- WHAT YOU WILL DO -
Starting at the line below holding "filename src/lib.rs" and stopping at the line holding "pub mod doctor;", print every line exactly, both ends included, and leave the rest out.

- Stored data -
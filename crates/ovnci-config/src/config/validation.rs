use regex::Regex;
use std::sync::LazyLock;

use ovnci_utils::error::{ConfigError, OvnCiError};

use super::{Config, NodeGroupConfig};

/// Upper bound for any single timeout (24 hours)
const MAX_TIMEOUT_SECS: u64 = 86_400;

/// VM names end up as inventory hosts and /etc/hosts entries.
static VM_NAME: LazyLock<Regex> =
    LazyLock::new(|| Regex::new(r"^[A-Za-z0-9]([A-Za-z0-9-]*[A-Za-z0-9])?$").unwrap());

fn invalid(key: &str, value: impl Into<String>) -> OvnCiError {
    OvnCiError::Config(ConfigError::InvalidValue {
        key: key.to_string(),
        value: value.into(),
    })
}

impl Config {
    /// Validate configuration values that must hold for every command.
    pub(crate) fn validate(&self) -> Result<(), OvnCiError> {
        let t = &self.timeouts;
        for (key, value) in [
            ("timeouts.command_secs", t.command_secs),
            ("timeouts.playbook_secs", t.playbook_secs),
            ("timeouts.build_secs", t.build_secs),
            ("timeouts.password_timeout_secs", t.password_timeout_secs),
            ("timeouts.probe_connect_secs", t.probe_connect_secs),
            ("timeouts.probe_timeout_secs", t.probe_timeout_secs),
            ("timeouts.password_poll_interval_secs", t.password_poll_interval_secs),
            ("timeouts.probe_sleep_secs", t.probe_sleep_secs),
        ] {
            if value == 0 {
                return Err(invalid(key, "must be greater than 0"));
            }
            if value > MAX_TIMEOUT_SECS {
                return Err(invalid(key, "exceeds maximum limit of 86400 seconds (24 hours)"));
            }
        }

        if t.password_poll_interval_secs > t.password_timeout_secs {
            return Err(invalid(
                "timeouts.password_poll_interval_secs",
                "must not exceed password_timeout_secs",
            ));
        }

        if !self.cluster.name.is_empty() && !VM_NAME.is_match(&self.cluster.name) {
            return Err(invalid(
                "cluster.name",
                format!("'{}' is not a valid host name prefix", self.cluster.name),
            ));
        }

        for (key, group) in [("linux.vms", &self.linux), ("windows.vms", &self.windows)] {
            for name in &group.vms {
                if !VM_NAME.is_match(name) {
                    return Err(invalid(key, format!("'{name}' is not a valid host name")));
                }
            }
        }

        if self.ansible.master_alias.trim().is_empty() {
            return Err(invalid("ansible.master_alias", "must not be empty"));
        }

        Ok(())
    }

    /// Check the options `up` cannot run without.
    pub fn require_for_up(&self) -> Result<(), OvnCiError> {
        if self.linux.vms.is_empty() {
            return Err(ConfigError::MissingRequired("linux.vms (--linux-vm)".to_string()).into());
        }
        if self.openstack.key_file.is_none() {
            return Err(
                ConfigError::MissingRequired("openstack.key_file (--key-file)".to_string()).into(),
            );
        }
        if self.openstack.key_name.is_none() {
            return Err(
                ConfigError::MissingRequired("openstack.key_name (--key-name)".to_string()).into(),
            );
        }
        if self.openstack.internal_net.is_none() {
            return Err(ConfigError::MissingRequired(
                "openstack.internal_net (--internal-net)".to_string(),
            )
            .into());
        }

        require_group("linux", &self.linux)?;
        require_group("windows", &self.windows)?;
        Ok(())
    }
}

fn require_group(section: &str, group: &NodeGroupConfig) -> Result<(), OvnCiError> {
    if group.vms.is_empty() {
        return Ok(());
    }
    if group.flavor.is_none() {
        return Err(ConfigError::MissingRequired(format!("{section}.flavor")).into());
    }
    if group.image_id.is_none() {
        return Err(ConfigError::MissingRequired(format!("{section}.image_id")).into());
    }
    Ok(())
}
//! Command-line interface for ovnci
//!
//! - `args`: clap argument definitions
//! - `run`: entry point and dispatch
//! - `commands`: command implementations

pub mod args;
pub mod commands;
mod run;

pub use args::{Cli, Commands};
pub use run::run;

---

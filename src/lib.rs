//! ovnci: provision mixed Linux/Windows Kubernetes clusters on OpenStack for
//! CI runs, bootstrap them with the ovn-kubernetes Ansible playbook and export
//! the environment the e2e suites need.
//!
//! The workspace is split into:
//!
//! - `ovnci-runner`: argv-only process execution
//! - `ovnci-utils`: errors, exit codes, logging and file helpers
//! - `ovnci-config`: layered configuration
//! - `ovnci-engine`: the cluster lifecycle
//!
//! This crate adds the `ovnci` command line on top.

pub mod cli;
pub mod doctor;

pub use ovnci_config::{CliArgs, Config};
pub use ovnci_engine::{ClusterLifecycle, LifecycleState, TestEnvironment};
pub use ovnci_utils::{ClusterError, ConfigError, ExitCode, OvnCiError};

- SOLUTION BELOW -
filename src/lib.rs
//! ovnci: provision mixed Linux/Windows Kubernetes clusters on OpenStack for
//! CI runs, bootstrap them with the ovn-kubernetes Ansible playbook and export
//! the environment the e2e suites need.
//!
//! The workspace is split into:
//!
//! - `ovnci-runner`: argv-only process execution
//! - `ovnci-utils`: errors, exit codes, logging and file helpers
//! - `ovnci-config`: layered configuration
//! - `ovnci-engine`: the cluster lifecycle
//!
//! This crate adds the `ovnci` command line on top.

pub mod cli;
pub mod doctor;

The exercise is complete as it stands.